**THE TASK:** In the data below, find each line containing the string "their" and return it.

─── DATA TO PROCESS

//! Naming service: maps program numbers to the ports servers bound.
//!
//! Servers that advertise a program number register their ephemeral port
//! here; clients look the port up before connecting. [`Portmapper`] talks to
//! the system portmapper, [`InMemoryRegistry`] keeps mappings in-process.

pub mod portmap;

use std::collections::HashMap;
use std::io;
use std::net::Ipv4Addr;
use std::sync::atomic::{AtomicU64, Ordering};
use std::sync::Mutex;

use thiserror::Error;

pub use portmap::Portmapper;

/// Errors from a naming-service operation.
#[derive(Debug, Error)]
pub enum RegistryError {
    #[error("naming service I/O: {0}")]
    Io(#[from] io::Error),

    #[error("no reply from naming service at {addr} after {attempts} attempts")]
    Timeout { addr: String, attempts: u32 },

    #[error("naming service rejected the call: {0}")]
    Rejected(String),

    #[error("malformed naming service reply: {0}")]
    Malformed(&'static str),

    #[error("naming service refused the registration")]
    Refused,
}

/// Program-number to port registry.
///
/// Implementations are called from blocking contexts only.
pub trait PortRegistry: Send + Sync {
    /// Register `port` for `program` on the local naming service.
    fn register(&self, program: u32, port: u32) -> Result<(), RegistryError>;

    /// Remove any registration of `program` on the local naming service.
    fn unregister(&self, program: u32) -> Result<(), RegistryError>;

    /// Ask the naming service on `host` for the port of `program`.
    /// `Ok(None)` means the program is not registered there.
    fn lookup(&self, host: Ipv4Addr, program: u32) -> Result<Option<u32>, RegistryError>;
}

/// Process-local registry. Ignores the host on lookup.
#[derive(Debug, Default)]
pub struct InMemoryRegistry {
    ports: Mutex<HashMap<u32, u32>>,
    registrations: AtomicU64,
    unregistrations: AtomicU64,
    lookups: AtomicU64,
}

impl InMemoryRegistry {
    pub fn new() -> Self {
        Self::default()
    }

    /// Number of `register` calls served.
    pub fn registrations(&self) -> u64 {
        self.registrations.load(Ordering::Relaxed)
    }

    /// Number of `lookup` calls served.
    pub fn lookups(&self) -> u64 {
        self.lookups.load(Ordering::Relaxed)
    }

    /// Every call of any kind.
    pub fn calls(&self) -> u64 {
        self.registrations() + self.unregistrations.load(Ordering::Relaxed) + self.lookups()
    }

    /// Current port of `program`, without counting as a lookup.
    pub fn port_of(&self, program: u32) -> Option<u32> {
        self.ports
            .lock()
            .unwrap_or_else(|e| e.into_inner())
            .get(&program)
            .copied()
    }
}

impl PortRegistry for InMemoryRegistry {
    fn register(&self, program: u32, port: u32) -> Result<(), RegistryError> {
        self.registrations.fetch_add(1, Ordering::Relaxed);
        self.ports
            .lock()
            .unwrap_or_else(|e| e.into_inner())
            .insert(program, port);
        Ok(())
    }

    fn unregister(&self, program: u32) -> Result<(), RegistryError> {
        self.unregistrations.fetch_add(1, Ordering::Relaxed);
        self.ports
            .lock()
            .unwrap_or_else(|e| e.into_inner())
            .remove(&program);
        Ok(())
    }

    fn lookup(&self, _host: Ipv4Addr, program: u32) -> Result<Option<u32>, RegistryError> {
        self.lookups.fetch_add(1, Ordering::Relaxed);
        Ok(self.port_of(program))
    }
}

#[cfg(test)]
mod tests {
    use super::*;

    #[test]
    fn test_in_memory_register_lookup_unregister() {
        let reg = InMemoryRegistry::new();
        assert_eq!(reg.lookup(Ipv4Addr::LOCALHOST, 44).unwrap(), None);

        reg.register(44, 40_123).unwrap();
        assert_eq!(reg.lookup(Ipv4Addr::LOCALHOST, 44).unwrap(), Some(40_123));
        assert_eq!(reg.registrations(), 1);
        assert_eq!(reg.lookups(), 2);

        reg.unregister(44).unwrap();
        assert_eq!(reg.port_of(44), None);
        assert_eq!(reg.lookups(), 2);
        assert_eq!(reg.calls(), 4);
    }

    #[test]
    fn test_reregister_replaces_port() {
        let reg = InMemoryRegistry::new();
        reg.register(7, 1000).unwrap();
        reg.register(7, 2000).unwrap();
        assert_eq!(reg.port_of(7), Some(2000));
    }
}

──────
─── DATA TO PROCESS

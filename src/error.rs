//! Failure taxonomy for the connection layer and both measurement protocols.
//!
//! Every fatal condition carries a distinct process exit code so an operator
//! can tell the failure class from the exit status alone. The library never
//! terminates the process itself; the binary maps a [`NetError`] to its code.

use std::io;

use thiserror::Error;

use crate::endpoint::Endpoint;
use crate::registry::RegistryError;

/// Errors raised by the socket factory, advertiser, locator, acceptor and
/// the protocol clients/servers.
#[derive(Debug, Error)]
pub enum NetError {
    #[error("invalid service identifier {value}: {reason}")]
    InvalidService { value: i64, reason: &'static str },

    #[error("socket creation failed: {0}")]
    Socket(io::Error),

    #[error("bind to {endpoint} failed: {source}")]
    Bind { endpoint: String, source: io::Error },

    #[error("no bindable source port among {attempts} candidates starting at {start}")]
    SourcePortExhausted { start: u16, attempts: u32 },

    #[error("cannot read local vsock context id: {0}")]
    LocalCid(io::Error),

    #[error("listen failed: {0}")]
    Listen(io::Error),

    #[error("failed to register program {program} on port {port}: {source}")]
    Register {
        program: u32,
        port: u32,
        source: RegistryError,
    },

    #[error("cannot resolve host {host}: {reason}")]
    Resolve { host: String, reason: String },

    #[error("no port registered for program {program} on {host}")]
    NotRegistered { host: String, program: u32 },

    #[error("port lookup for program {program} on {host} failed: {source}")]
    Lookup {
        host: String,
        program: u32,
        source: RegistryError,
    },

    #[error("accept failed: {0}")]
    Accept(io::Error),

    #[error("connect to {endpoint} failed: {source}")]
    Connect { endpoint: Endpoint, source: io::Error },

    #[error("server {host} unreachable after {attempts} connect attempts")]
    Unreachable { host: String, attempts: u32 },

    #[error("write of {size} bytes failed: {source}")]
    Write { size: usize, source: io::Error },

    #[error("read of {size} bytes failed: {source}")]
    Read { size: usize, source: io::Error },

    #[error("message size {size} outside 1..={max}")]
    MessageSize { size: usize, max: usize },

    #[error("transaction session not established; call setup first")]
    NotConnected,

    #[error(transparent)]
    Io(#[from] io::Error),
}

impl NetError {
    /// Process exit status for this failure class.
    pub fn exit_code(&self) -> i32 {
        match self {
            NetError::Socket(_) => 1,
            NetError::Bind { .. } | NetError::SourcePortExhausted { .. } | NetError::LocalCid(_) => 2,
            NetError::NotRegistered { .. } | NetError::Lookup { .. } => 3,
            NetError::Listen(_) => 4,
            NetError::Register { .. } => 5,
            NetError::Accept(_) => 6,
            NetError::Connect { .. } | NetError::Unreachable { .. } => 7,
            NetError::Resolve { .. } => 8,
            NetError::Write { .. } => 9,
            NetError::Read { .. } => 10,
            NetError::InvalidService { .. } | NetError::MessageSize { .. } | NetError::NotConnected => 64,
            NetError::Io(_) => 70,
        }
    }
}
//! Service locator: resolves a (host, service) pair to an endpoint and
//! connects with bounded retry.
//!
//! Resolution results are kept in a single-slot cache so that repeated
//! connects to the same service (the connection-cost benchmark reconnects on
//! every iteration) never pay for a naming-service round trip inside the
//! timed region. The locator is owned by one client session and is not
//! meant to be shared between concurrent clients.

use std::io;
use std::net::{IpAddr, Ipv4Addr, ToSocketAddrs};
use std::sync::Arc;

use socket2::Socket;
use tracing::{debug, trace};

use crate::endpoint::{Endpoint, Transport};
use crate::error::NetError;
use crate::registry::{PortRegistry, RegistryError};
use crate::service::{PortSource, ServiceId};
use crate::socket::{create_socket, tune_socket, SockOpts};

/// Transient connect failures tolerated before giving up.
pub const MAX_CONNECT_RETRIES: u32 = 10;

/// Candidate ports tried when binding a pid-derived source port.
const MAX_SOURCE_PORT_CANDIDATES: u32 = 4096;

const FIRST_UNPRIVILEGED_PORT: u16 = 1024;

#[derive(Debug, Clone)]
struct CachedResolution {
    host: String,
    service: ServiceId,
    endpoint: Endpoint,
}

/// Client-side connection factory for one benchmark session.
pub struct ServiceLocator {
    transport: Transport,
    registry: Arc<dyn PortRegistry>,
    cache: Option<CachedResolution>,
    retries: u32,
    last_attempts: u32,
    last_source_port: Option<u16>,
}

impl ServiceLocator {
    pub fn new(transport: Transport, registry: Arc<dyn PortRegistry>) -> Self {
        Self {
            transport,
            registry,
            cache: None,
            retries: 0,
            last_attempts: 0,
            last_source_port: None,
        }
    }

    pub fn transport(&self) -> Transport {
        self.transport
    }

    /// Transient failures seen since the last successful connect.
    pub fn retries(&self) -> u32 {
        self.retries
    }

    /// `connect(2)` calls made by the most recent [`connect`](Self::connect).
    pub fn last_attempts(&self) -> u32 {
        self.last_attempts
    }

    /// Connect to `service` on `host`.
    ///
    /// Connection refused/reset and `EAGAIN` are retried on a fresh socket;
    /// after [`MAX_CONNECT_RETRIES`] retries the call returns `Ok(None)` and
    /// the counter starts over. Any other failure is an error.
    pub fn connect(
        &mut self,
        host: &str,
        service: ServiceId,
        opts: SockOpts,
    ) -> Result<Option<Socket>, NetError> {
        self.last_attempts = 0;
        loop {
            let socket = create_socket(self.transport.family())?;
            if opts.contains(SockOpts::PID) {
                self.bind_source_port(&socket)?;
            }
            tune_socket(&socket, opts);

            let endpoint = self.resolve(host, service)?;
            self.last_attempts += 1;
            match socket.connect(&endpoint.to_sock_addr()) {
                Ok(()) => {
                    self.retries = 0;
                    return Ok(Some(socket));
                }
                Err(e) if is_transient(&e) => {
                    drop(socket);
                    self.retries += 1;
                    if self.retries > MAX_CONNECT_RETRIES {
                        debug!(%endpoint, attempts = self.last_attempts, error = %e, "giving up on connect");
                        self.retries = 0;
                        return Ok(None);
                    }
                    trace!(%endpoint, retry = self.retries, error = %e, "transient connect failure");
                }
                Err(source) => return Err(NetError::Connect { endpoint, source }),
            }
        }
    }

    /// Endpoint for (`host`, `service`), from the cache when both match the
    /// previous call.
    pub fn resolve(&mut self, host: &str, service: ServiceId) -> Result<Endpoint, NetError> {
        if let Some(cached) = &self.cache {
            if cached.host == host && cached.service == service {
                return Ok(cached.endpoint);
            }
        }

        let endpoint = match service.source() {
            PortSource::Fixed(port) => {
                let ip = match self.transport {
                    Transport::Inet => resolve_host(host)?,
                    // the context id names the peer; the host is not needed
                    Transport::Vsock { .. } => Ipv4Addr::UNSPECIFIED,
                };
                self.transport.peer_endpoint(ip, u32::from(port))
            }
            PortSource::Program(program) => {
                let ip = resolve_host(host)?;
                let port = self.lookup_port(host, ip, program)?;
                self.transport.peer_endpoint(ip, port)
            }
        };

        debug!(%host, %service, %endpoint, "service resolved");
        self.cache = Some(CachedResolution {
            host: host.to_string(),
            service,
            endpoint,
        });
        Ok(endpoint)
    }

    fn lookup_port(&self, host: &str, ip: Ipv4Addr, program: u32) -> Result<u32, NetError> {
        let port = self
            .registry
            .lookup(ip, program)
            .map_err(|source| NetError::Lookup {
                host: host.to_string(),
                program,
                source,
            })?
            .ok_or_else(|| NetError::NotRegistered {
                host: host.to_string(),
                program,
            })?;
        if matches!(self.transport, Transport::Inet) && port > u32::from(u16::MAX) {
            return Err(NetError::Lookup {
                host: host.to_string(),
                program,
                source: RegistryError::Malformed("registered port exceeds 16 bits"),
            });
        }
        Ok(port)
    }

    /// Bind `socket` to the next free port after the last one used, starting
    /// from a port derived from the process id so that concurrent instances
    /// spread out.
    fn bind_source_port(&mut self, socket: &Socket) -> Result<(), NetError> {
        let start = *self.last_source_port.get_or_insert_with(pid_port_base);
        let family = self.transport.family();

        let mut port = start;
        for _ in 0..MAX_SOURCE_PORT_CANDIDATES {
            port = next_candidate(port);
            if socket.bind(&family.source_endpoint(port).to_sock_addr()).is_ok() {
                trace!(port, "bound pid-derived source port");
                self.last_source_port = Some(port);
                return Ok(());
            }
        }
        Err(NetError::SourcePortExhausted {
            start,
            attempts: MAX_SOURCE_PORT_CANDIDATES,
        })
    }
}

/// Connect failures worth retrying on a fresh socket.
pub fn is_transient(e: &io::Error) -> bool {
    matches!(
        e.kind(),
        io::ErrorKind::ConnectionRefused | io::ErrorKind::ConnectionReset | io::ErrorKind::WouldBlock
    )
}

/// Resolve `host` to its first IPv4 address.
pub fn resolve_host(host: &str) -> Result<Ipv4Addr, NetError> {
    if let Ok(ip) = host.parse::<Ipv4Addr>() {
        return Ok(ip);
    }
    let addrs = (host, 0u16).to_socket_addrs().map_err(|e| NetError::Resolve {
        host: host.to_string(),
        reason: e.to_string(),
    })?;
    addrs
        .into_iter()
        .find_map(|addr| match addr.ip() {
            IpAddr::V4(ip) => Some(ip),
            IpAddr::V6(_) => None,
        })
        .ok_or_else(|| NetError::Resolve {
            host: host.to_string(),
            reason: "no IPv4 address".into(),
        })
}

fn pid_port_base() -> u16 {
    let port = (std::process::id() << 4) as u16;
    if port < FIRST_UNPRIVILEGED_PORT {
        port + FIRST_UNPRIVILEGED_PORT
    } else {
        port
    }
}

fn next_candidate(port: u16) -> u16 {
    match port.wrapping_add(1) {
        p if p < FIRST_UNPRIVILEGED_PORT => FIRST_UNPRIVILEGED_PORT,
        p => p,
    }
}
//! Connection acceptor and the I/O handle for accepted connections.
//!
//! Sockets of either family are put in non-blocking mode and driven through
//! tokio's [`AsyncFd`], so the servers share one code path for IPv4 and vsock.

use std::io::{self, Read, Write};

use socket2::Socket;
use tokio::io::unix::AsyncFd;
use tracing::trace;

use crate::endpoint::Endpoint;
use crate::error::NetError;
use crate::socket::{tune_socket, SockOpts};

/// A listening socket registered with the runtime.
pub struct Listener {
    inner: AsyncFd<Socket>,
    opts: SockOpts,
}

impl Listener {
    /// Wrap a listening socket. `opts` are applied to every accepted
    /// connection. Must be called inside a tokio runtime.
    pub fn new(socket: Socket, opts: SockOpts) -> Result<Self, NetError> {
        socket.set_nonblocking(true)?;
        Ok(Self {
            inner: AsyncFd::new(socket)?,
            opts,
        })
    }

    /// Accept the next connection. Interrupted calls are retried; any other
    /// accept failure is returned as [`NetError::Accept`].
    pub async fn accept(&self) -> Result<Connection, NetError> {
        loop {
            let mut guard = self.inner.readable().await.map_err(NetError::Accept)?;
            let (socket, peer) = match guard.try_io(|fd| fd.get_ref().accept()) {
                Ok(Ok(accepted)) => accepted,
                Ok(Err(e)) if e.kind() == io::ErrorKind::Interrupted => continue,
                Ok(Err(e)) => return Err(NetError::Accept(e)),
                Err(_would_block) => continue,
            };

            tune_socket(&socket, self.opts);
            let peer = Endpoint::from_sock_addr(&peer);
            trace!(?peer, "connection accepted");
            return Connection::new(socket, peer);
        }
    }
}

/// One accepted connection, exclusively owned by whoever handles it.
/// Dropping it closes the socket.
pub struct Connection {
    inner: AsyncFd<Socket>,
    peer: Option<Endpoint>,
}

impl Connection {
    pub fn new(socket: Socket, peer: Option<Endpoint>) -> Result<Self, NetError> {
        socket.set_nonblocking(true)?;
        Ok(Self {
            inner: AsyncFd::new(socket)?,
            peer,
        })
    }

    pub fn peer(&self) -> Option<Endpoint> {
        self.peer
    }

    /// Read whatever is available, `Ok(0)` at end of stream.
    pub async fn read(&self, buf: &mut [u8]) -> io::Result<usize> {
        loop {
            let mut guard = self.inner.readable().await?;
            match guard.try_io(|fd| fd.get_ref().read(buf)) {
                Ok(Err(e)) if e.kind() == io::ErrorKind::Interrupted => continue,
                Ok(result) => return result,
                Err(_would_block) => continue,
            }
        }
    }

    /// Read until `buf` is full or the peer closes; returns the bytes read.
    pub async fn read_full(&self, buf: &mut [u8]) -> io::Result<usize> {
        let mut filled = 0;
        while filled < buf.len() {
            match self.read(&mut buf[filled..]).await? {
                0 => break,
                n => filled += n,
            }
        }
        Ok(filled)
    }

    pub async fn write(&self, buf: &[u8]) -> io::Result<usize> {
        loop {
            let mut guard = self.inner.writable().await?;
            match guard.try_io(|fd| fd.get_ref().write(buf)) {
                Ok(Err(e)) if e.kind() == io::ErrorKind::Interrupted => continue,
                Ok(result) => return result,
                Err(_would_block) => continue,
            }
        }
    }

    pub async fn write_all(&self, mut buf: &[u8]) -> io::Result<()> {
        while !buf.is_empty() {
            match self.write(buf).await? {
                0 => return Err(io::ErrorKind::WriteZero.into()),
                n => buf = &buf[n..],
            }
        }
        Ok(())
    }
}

──────
─── DATA TO PROCESS

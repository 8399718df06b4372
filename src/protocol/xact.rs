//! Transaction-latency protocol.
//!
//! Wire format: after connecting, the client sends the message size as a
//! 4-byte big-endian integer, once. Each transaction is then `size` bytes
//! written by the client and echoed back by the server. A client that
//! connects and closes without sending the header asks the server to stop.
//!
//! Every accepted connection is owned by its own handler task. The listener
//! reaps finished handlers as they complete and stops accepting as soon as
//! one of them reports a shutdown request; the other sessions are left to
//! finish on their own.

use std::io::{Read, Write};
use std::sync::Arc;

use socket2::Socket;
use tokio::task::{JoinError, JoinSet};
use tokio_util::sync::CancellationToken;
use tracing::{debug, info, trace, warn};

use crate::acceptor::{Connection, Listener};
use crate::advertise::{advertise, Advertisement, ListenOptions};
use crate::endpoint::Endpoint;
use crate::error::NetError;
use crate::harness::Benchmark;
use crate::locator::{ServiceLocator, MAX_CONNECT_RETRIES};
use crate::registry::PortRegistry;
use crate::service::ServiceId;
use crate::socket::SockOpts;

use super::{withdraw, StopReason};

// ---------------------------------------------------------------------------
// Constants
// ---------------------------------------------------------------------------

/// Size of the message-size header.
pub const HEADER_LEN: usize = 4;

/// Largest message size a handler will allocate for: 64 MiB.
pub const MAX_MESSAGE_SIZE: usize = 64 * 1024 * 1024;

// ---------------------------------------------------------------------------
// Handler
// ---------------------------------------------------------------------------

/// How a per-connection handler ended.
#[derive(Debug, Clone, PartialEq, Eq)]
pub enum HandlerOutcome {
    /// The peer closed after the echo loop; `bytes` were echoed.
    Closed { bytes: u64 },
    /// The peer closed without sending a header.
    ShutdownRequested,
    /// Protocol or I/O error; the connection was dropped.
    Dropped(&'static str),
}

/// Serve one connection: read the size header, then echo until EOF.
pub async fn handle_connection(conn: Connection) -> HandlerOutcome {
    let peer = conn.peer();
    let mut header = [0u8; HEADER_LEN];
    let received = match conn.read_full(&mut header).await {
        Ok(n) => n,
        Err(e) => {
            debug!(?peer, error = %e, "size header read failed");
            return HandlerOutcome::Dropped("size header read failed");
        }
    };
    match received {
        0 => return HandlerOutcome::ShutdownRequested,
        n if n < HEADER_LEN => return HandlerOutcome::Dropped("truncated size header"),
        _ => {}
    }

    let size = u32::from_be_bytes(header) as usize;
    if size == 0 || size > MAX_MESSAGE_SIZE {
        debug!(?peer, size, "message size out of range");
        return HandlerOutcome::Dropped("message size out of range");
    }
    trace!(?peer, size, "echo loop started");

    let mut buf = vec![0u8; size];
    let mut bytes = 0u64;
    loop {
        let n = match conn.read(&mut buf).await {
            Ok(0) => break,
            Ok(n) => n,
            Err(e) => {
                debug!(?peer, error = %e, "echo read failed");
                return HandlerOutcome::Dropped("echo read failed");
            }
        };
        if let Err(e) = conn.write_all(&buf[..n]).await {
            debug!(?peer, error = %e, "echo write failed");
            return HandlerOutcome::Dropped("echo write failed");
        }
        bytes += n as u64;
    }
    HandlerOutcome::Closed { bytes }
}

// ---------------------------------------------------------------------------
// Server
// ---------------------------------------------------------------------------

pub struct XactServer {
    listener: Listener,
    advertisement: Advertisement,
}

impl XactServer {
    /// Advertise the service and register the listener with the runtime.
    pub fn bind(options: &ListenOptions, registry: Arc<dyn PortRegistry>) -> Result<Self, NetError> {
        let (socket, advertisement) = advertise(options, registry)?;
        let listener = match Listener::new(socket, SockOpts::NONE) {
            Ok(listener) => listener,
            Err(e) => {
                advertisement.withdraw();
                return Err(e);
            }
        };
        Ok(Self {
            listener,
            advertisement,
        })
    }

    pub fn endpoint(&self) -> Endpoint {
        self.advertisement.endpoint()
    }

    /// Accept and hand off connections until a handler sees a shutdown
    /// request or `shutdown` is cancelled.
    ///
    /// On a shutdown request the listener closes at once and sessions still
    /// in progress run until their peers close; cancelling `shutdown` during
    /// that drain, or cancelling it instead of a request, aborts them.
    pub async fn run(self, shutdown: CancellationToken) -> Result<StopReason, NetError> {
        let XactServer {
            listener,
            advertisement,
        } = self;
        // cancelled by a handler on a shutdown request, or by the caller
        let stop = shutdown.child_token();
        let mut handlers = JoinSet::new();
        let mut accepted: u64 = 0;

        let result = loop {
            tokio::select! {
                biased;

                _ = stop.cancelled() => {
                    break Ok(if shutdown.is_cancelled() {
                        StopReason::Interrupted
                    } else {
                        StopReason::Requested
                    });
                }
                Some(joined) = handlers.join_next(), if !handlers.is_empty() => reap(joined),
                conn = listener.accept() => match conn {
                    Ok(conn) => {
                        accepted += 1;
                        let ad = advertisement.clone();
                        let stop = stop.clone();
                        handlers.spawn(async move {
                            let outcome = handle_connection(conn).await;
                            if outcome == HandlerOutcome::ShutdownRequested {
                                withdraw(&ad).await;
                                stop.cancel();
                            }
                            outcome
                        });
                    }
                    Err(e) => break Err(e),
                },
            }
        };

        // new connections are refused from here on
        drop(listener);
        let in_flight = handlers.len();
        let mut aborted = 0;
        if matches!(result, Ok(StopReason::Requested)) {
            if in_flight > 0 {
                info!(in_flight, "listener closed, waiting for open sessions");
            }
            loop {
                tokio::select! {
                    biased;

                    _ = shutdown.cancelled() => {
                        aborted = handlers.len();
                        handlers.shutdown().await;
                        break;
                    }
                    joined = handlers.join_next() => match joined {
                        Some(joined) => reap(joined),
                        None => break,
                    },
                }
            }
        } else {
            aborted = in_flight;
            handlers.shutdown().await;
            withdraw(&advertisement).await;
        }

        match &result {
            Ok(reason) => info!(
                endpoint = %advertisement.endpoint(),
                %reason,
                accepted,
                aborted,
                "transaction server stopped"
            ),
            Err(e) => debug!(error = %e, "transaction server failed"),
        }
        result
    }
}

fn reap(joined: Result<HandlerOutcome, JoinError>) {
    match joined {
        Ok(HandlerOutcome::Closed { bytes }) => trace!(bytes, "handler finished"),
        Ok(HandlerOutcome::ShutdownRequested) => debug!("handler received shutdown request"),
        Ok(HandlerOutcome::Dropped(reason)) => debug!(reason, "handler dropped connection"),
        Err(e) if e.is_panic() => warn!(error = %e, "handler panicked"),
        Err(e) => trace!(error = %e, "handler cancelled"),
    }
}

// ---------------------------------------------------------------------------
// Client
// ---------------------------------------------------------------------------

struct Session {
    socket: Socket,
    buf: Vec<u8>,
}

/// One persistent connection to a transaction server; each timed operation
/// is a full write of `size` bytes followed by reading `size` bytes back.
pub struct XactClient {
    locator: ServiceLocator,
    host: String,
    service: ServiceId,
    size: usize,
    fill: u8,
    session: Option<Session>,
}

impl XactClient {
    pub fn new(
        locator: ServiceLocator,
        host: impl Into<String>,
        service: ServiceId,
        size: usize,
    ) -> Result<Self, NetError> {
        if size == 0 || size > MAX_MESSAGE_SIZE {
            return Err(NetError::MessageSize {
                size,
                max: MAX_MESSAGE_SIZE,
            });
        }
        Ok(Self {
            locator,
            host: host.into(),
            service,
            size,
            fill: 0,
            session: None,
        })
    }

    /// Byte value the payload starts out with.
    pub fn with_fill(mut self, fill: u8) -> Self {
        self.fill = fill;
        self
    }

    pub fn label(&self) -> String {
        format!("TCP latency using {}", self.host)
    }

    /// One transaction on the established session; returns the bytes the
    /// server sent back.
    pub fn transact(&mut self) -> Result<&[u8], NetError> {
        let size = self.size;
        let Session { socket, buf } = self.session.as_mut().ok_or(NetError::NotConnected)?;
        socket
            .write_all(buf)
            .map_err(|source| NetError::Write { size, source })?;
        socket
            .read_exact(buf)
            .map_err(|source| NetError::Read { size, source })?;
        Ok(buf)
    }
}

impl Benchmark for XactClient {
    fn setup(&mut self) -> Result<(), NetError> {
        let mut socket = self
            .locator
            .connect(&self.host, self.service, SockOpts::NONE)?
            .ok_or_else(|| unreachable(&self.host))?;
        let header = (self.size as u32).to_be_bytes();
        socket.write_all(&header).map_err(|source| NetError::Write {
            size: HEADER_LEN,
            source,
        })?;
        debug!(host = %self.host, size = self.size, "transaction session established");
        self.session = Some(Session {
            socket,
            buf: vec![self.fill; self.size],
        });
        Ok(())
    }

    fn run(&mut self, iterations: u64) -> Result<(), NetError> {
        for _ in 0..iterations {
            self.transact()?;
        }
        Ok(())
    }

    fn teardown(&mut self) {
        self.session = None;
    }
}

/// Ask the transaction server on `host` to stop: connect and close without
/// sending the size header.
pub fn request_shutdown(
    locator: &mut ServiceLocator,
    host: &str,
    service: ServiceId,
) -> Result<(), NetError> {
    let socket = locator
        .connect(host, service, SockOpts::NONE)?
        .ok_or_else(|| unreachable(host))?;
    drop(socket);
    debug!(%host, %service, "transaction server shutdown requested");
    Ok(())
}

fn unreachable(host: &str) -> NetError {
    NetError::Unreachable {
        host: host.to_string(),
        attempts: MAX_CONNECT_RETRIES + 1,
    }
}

──────

**THE ANSWER:**
//! Servers that advertise a program number register their ephemeral port
//! finish on their own.
    /// in progress run until their peers close; cancelling `shutdown` during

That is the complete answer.